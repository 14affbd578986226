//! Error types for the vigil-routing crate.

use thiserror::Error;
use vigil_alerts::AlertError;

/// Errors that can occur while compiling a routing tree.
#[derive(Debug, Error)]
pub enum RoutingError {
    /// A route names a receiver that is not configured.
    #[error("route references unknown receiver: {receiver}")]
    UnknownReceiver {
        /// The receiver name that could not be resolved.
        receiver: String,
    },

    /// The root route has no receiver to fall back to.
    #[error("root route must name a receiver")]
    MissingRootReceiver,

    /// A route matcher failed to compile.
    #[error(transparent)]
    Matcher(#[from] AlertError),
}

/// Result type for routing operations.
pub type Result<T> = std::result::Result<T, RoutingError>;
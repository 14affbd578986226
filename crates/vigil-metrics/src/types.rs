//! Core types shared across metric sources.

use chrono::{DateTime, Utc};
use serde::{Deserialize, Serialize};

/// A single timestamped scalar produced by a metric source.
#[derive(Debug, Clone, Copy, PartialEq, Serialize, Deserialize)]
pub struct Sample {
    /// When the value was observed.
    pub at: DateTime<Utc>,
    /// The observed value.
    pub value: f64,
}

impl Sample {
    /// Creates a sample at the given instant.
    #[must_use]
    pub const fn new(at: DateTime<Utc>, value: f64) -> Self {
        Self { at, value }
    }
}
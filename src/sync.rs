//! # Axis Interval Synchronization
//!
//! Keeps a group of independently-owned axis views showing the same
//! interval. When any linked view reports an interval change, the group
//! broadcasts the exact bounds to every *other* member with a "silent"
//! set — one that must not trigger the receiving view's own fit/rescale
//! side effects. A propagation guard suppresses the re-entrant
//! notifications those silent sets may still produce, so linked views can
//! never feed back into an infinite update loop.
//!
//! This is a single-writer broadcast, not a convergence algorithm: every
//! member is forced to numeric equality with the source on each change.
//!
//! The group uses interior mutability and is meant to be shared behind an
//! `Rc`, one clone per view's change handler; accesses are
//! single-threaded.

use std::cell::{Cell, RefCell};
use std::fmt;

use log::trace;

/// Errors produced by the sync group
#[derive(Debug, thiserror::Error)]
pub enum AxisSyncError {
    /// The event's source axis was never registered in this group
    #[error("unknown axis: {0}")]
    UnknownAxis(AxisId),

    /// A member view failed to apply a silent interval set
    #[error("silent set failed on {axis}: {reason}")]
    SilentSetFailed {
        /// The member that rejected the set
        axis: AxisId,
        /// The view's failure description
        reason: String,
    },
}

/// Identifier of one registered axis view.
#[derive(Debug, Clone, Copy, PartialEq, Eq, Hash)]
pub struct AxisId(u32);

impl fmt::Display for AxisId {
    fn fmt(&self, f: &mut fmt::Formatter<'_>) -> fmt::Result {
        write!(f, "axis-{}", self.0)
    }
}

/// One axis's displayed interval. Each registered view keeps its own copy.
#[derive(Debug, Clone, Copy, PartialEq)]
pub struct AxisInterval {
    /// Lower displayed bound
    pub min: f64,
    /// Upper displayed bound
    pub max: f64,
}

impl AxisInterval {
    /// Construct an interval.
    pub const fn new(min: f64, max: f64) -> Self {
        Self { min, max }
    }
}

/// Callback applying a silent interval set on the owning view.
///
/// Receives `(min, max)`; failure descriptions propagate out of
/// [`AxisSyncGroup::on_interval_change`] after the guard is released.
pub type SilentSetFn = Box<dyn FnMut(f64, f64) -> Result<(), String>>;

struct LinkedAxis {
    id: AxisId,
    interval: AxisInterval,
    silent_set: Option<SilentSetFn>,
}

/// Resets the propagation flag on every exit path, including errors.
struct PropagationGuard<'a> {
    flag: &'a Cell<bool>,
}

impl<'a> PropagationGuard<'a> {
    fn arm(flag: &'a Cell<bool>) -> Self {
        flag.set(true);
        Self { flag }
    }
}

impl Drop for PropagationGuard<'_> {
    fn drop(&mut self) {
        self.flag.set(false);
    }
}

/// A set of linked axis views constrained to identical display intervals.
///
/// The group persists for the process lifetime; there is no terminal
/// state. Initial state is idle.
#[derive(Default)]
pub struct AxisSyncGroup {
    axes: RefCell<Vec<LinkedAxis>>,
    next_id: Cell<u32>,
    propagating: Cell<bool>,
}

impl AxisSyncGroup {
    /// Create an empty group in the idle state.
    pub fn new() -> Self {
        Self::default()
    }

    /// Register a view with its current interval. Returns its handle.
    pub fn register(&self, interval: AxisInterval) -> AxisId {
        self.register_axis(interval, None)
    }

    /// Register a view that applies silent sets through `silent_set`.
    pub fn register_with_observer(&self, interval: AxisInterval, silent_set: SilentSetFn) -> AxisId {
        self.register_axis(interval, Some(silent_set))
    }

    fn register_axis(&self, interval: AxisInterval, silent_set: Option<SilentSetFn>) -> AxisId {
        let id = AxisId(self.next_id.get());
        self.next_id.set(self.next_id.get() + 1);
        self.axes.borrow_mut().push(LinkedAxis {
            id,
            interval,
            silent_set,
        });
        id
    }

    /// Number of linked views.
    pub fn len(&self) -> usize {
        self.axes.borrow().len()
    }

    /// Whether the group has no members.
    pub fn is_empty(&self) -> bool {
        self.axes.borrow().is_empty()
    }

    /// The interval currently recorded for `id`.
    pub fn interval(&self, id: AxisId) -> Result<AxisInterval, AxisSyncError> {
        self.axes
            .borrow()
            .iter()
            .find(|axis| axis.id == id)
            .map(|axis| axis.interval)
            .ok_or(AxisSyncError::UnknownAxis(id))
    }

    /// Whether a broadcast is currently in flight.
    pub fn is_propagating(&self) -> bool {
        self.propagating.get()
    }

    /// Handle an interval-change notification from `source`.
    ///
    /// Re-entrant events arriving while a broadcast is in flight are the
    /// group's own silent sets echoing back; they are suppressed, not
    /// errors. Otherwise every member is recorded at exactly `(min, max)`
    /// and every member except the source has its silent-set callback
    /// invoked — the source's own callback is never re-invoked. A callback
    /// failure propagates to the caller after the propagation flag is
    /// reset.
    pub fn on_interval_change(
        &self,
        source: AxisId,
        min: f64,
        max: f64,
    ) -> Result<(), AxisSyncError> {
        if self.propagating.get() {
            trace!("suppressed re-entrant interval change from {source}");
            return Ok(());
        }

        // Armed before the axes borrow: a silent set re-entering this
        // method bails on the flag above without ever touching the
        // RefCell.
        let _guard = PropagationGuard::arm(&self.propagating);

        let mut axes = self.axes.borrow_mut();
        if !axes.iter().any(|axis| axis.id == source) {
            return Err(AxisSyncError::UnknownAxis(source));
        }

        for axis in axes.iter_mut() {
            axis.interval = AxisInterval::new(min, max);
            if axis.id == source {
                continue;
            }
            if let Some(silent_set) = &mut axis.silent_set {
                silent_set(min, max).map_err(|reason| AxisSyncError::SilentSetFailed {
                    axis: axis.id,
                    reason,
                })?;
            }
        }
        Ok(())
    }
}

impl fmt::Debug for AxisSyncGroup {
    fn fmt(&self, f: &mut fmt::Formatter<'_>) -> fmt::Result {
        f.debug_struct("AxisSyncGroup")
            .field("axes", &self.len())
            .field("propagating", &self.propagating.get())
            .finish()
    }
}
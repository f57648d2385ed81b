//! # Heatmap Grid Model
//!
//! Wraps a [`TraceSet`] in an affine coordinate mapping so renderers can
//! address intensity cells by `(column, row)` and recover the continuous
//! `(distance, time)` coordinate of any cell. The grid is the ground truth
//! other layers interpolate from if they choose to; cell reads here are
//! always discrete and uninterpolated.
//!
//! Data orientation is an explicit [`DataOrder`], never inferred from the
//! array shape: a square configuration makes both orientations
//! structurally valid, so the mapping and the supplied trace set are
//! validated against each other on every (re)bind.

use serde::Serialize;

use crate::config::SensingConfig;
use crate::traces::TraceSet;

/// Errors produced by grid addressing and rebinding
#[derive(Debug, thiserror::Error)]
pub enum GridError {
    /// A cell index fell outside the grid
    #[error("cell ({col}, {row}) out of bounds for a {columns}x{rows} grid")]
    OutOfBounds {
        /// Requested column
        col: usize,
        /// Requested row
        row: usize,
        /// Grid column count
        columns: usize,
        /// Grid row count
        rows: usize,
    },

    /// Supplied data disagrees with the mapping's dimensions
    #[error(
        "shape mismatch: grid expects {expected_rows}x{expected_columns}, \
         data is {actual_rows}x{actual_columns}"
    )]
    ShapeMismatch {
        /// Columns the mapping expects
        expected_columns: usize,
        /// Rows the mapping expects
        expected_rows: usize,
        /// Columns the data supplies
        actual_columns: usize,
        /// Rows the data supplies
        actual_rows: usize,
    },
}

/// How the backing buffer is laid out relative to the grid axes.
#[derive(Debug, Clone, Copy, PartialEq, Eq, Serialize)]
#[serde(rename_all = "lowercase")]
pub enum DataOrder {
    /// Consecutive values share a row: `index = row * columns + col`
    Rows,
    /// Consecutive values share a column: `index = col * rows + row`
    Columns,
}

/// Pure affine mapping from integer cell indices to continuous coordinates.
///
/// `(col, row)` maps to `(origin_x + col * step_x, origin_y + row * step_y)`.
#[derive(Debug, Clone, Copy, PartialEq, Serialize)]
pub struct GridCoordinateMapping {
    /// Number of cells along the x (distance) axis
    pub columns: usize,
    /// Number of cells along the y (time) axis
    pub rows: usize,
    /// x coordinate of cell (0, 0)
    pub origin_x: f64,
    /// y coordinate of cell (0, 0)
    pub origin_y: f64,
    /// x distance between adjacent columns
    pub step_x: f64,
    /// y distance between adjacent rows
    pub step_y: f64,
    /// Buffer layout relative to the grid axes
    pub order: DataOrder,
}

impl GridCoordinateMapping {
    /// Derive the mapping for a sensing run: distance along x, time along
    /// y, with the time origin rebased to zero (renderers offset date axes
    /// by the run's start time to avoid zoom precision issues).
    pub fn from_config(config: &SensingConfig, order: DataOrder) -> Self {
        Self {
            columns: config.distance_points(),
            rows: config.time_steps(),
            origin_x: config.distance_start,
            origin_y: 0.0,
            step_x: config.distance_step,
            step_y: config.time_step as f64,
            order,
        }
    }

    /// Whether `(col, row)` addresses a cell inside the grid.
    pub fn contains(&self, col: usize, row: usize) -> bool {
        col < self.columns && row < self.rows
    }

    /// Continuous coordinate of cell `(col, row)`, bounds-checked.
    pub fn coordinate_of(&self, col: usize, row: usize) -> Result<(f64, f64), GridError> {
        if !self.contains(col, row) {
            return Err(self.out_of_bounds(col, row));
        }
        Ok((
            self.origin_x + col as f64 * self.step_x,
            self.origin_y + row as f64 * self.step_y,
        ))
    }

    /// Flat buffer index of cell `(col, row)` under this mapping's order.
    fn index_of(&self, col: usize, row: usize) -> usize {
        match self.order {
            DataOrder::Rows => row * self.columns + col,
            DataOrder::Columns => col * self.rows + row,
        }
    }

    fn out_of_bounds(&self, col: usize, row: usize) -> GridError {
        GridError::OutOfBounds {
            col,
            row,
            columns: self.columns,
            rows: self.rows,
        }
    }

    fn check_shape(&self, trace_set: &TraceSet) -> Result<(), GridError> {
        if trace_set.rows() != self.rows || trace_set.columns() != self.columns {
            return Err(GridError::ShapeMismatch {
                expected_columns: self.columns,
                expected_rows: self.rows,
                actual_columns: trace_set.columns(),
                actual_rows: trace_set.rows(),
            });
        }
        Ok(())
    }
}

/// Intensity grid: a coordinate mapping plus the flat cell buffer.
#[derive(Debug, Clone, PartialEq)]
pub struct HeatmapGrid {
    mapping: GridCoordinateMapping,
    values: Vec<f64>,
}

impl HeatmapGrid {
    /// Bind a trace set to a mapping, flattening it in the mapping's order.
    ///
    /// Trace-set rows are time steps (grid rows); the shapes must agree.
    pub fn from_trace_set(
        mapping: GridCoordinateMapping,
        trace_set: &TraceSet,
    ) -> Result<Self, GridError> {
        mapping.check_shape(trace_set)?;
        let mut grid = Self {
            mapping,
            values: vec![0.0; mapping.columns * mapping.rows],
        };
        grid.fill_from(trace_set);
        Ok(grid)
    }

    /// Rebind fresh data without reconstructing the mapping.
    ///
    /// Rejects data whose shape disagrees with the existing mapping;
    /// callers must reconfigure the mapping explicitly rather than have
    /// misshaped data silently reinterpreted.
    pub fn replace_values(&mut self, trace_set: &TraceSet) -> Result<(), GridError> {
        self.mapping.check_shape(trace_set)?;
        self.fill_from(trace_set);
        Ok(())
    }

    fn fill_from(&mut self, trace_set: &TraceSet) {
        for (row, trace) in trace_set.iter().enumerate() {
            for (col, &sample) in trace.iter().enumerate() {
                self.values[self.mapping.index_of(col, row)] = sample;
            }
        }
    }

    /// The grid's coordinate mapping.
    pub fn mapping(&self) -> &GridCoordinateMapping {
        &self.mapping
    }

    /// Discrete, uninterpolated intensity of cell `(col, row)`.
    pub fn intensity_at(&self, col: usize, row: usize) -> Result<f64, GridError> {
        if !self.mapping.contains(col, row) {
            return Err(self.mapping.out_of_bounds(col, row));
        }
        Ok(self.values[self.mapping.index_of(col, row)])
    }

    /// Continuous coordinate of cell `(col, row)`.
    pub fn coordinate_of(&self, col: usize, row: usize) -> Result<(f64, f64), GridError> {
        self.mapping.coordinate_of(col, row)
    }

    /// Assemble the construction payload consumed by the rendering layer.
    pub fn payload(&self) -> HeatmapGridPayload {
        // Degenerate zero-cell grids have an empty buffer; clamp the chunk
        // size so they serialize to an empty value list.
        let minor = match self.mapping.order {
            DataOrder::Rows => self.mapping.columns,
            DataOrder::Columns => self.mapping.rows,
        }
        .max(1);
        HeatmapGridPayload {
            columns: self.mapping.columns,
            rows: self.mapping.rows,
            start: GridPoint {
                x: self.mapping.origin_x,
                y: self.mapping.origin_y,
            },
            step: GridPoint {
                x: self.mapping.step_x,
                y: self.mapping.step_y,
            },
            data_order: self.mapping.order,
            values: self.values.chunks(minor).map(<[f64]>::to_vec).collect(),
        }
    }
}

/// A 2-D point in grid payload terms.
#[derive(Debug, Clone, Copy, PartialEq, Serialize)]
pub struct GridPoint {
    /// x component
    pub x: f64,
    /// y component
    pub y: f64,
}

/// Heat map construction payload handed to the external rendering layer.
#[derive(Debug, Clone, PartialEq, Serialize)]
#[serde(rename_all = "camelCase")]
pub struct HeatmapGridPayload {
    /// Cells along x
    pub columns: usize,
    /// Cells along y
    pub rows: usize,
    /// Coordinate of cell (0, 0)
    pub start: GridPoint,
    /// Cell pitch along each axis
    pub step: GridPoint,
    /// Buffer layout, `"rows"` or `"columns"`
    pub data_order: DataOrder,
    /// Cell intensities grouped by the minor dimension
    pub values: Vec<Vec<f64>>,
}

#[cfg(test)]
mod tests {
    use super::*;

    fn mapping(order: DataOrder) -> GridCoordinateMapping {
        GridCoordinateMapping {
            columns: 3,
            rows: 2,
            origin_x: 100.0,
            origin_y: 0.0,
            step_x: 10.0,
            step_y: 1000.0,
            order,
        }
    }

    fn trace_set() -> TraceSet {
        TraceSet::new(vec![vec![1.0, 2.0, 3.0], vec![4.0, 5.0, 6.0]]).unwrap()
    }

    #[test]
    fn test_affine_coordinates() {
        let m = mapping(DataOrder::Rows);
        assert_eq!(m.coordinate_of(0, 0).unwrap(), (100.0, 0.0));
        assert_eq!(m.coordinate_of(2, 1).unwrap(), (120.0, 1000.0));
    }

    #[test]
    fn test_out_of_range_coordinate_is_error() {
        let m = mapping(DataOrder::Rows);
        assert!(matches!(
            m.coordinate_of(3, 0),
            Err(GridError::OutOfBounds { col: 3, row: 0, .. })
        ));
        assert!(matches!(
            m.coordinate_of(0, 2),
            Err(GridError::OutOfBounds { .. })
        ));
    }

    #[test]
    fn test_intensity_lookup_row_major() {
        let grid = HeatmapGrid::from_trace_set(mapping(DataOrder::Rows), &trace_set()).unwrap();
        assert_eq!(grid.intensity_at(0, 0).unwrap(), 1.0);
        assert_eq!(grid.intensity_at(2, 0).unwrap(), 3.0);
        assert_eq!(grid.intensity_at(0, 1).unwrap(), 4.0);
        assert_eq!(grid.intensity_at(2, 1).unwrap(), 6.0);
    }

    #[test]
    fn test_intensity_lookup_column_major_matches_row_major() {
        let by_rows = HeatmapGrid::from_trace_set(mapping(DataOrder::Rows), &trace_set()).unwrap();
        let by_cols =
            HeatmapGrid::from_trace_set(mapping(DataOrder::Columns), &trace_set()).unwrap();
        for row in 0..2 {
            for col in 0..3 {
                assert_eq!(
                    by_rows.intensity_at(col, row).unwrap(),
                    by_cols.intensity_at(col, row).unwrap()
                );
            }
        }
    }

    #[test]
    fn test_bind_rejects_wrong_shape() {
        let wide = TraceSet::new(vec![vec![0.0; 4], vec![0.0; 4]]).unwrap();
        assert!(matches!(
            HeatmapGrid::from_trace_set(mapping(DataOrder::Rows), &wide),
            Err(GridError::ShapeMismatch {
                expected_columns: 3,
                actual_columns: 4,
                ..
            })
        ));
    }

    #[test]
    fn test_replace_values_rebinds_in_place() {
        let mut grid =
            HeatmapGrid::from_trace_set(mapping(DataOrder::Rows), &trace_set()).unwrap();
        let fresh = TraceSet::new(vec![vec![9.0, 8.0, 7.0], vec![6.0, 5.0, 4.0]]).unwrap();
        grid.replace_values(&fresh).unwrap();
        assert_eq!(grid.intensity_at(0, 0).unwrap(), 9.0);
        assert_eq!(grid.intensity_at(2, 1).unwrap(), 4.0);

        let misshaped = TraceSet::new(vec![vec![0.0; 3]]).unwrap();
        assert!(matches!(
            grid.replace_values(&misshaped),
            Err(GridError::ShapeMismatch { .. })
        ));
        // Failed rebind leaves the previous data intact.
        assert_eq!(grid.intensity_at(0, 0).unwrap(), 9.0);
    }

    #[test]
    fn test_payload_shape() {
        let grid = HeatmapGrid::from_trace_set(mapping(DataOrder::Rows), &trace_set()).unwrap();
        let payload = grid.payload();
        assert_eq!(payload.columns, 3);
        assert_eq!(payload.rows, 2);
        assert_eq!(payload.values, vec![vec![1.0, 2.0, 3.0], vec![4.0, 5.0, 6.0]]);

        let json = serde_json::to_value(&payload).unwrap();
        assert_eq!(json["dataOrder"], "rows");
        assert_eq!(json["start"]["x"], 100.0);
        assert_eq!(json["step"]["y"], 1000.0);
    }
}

[Task item] Looking over the records, find each line with the word "Deserialize" and copy it.

[Task solution]
use serde::{Deserialize, Serialize};
#[derive(Debug, Clone, Copy, PartialEq, Serialize, Deserialize)]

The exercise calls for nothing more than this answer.